Credit Card Grace Periods: A Quick Guide

By Mike Peterson
In January 28, 2014

If you’re like most people, you’ve heard of a credit card grace period – but you might not be totally sure about how grace periods work and how they can potentially save you money. 

 

That’s why I decided to dedicate this week’s post to the grace period – what it is, how it works, and how you can qualify.

 

First Things First:  What is a Grace Period?

A credit card grace period is the period of time between the end of your billing cycle and the date that your payment is due.  A typical grace period is around 25 days (although this can vary from card to card).  Most importantly, though, during a grace period, you don’t accrue any interest on new purchases – provided that your balance is paid in full every month.

 

Here’s a quick example:  Let’s say you use your credit card to purchase a $300 dishwasher.  The purchase was made during your credit card company’s grace period, so at the end of the billing cycle – provided you started with a zero balance – your total credit card balance would be $300.  That’s the price of the dishwasher, without any interest tacked on. 

 

In other words, by taking advantage of your credit card’s grace period, you can potentially save yourself from having to pay interest on credit card purchases. 

 

Sounds like a great deal, right?  Grace periods can be super-helpful for folks who want the rewards and flexibility of credit cards – without the high interest that comes with using them.  After all, nobody actually wants to pay hundreds of dollars a year in credit card interest.

 

But there’s a little more to credit card grace periods than simply making a purchase.  Things like your payment history; the type of transaction; and your overall credit can all determine whether you can benefit from a credit card grace period. 

 

Who Qualifies for a Grace Period?

Although the rules about grace periods can vary quite a bit from company to company, your eligibility for a grace period is typically determined by three main factors:

 

1. You carry a zero credit card balance from month to month.  Most credit card companies offer grace periods to customers who routinely pay off their balances – in full – at the end of each billing cycle.  If you typically only pay the minimum amount due each month or you are working on chipping away at a large balance, you probably don’t qualify for a grace period.

 

But don’t get discouraged:  Many credit card companies will reconsider your eligibility for a grace period if you can maintain a zero balance for two or more months.  Check with your credit card company to find out how to qualify.

 

2. You pay your credit card bill(s) on time.  If you’ve got a history of paying your credit card bills late, you probably don’t qualify for a grace period. 

 

3.  You have good credit.  Credit card companies typically reserve things like grace periods for customers that they view as less risky – in other words, customers who don’t have large outstanding balances or shaky credit history.  If you’re in the process of rebuilding less-than-perfect credit, you may not qualify. 

 

In other words, if you pay on time, carry a zero balance, and have good credit, there’s a good chance that you qualify for a grace period. 

 

The Fine Print and Other Details

Of course, grace periods aren’t as simple as carrying a zero balance and having good credit.  Before you assume that you’re covered by your credit card company’s grace period, keep a few things in mind:

 

  • Grace periods can vary in length, and some card companies may not offer them at all.  The best thing to do is read the fine print for your account, and/or chat with a customer service representative from your credit card company.  

 

  • Balance transfers, convenience checks, and cash advances usually don’t count.  Grace periods are almost always reserved for purchases.  Any other types of transactions probably don’t qualify.

 

Of course, remember that credit is complicated, and every situation is different.

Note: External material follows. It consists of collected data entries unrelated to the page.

//! String-list coercion.
//!
//! Recommendation and risk lists arrive as arrays, JSON text, bare strings,
//! wrapped under their own key, or inside a `result` envelope. Everything is
//! coerced to an ordered `Vec<String>`; shapes that carry nothing usable
//! become an empty list.

use serde_json::Value;

use super::aliases::RESULT_KEY;
use super::import::parse_inner;

/// Maximum nested re-parses/re-wraps followed while coercing one list.
pub const MAX_COERCE_DEPTH: usize = 4;

/// Coerce `value` into a list of strings, descending into `key` when the
/// value is a structure.
///
/// - string: parsed as JSON and coerced again; unparseable text is a
///   single-element list, blank text an empty one
/// - array: string elements in order, others dropped
/// - object: coerce `value[key]` if present, else unwrap a `result` envelope
/// - anything else: empty
pub fn string_list(value: &Value, key: &str) -> Vec<String> {
    coerce(value, key, 0)
}

fn coerce(value: &Value, key: &str, depth: usize) -> Vec<String> {
    if depth > MAX_COERCE_DEPTH {
        return Vec::new();
    }
    match value {
        Value::String(text) => {
            if text.trim().is_empty() {
                return Vec::new();
            }
            match serde_json::from_str::<Value>(text) {
                Ok(parsed) => coerce(&parsed, key, depth + 1),
                Err(_) => vec![text.clone()],
            }
        }
        Value::Array(items) => items
            .iter()
            .filter_map(Value::as_str)
            .map(str::to_owned)
            .collect(),
        Value::Object(map) => match map.get(key) {
            Some(inner) => coerce(inner, key, depth + 1),
            None => map
                .get(RESULT_KEY)
                .and_then(|inner| parse_inner(inner.clone()))
                .map(|inner| coerce(&inner, key, depth + 1))
                .unwrap_or_default(),
        },
        _ => Vec::new(),
    }
}

#[cfg(test)]
mod tests {
    use super::*;
    use serde_json::json;

    const KEY: &str = "recommendations";

    #[test]
    fn test_bare_string_is_single_entry() {
        assert_eq!(
            string_list(&json!("watch for blight"), KEY),
            vec!["watch for blight"]
        );
    }

    #[test]
    fn test_array_keeps_strings_in_order() {
        let value = json!(["b", 1, "a", null, {"x": 1}, "c"]);
        assert_eq!(string_list(&value, KEY), vec!["b", "a", "c"]);
    }

    #[test]
    fn test_json_text_is_parsed() {
        let value = json!(r#"["spray copper", "remove leaves"]"#);
        assert_eq!(
            string_list(&value, KEY),
            vec!["spray copper", "remove leaves"]
        );
    }

    #[test]
    fn test_nested_under_own_key() {
        let value = json!({"recommendations": ["a", "b"]});
        assert_eq!(string_list(&value, KEY), vec!["a", "b"]);

        let value = json!({"recommendations": r#"{"recommendations": "just one"}"#});
        assert_eq!(string_list(&value, KEY), vec!["just one"]);
    }

    #[test]
    fn test_result_envelope_inside_list_field() {
        // Shape of an LLM reply stored under `recommendations`.
        let payload = json!({
            "disease_name": "Black Sigatoka",
            "recommendations": ["Remove infected leaves", "Apply fungicide"],
        });
        let envelope = json!({"result": payload.to_string(), "status": true, "server_code": 1});
        assert_eq!(
            string_list(&json!(envelope.to_string()), KEY),
            vec!["Remove infected leaves", "Apply fungicide"]
        );
        assert_eq!(
            string_list(&envelope, KEY),
            vec!["Remove infected leaves", "Apply fungicide"]
        );
    }

    #[test]
    fn test_result_envelope_with_bad_json_is_empty() {
        let envelope = json!({"result": "{not json", "status": false});
        assert!(string_list(&envelope, KEY).is_empty());
    }

    #[test]
    fn test_object_without_key_is_empty() {
        assert!(string_list(&json!({"risks": ["x"]}), KEY).is_empty());
        assert_eq!(string_list(&json!({"risks": ["x"]}), "risks"), vec!["x"]);
    }

    #[test]
    fn test_scalars_and_blank_are_empty() {
        assert!(string_list(&json!(null), KEY).is_empty());
        assert!(string_list(&json!(12), KEY).is_empty());
        assert!(string_list(&json!(true), KEY).is_empty());
        assert!(string_list(&json!("   "), KEY).is_empty());
        // Parses as a number, which carries no list.
        assert!(string_list(&json!("42"), KEY).is_empty());
    }

    #[test]
    fn test_depth_cap_stops_self_nesting() {
        let mut value = json!(["deep"]);
        for _ in 0..(MAX_COERCE_DEPTH + 1) {
            value = json!({ "recommendations": value });
        }
        assert!(string_list(&value, KEY).is_empty());

        let mut value = json!(["shallow"]);
        for _ in 0..MAX_COERCE_DEPTH {
            value = json!({ "recommendations": value });
        }
        assert_eq!(string_list(&value, KEY), vec!["shallow"]);
    }
}
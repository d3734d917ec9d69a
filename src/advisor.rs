//! Advisor - composes backend calls, envelope decoding and the session store.
//!
//! Flows:
//! - **diagnose**: validate → upload → decode diagnosis → persist form + result
//! - **advise**: load stored result → prune weather → request advice → decode
//! - **reset**: forget stored state

use tracing::{info, warn};

use crate::advisory::{decode_advisory_with_depth, WeatherAdvisory};
use crate::client::{AdvisoryBackend, AdvisoryRequest, ImageUpload};
use crate::envelope::{NormalizedDiagnosis, MAX_UNWRAP_DEPTH};
use crate::prediction::PredictionResponse;
use crate::store::{image_data_url, FormState, SessionStore};
use crate::types::{Error, Result};
use crate::validation::validate_upload;
use crate::weather::prune_for_advisory;

/// Result of a successful diagnosis.
#[derive(Debug, Clone, PartialEq)]
pub struct DiagnosisOutcome {
    pub response: PredictionResponse,
    pub diagnosis: NormalizedDiagnosis,
    /// `None` when the backend sent an unparseable confidence.
    pub confidence: Option<f64>,
}

/// Advisory service over a backend and a session store.
#[derive(Debug)]
pub struct Advisor<B> {
    backend: B,
    store: SessionStore,
    max_unwrap_depth: usize,
    default_lang: String,
}

impl<B: AdvisoryBackend> Advisor<B> {
    pub fn new(backend: B, store: SessionStore) -> Self {
        Self {
            backend,
            store,
            max_unwrap_depth: MAX_UNWRAP_DEPTH,
            default_lang: "en".to_string(),
        }
    }

    pub fn with_max_unwrap_depth(mut self, depth: usize) -> Self {
        self.max_unwrap_depth = depth;
        self
    }

    pub fn with_default_lang(mut self, lang: impl Into<String>) -> Self {
        self.default_lang = lang.into();
        self
    }

    pub fn store(&self) -> &SessionStore {
        &self.store
    }

    /// Upload an image, decode the diagnosis and persist the session.
    ///
    /// Nothing is persisted when the call or the decode fails.
    pub async fn diagnose(&self, mut upload: ImageUpload) -> Result<DiagnosisOutcome> {
        upload.crop = validate_upload(&upload.file_name, &upload.location, &upload.crop)?;

        let response = self.backend.predict(&upload).await?;
        let diagnosis = response.diagnosis_with_depth(self.max_unwrap_depth)?;
        let confidence = match response.confidence_percent() {
            Ok(value) => Some(value),
            Err(e) => {
                warn!(confidence = %response.confidence, error = %e, "Ignoring bad confidence");
                None
            }
        };

        let state = FormState {
            location: upload.location.clone(),
            crop: upload.crop.clone(),
            image: Some(image_data_url(upload.mime(), &upload.bytes)),
            result: Some(response.clone()),
            saved_at: None,
        };
        self.store.save(&state)?;

        info!(
            disease = %diagnosis.disease_name,
            crop = %diagnosis.crop_type,
            recommendations = diagnosis.recommendations.len(),
            healthy = response.is_healthy(),
            "Diagnosis complete"
        );
        Ok(DiagnosisOutcome {
            response,
            diagnosis,
            confidence,
        })
    }

    /// Request weather advice for the stored prediction.
    pub async fn advise(&self, lang: Option<&str>) -> Result<WeatherAdvisory> {
        let state = self.store.load()?;
        let result = state
            .result
            .ok_or_else(|| Error::not_found("no stored prediction; run a diagnosis first"))?;

        let crop = if result.crop_type.is_empty() {
            state.crop
        } else {
            result.crop_type.clone()
        };
        let request = AdvisoryRequest {
            weather_data: prune_for_advisory(&result.weather),
            crop,
            lang: lang.unwrap_or(&self.default_lang).to_string(),
        };

        let response = self.backend.recommendations(&request).await?;
        let advisory =
            decode_advisory_with_depth(&response.recommendations, self.max_unwrap_depth)?;
        info!(
            crop = %request.crop,
            risks = advisory.risks.len(),
            recommendations = advisory.recommendations.len(),
            "Advisory complete"
        );
        Ok(advisory)
    }

    /// Saved form state and, when a result exists, its decoded diagnosis.
    pub fn current(&self) -> Result<(FormState, Option<NormalizedDiagnosis>)> {
        let state = self.store.load()?;
        let diagnosis = match &state.result {
            Some(result) => Some(result.diagnosis_with_depth(self.max_unwrap_depth)?),
            None => None,
        };
        Ok((state, diagnosis))
    }

    /// Clear the stored session.
    pub fn reset(&self) -> Result<()> {
        self.store.reset()
    }
}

If you aren’t sure if you qualify for a grace period, the best thing to do is contact your credit card company and speak to a representative.

 

  • “Trailing interest” can catch you off guard.  Trying to maintain a zero balance?  Watch out for “trailing interest,” which is interest that is charged to your account between the time you send your payment and the time your payment is posted to your account.  This can be especially problematic for folks who prefer to mail their payments. 

 

The best way to avoid “trailing interest” is to opt for electronic payments, which are much faster.  It’s also a good idea to check your balance online before you pay your bill – the information available online will likely be more current and reflect the latest interest charges.  That way, you can be sure that you have a zero balance.

 

  • Disputed charges are complicated.  Again, this applies to folks trying to maintain a zero balance to qualify for a grace period.  If you are currently disputing a charge on your card, your credit card company can’t require you to pay interest for that charge.  However, if the dispute ends and you are held responsible for the charge, you will be expected to pay interest.  Make sure you keep tabs on any disputes to ensure that you don’t end up unexpectedly carrying a balance.

 

Rewarding Responsible Use

At the end of the day, credit card grace periods are all about companies rewarding customers for using credit responsibly – and if you read this blog regularly, you know I’m a huge fan of responsible credit card use! 

 

I’m also a big fan of saving money and not paying unnecessary interest fees – so you can see why I think grace periods are pretty great.

 

Happy saving!

Mike is the author of “Reality Millionaire: Proven Tips to Retire Rich” and he has been published in a variety of local and national publications including Entrepreneur Magazine, Deseret Morning News, LDS Living Magazine, and Physicians Money Digest. He holds a B.S. in business administration from the University of Phoenix.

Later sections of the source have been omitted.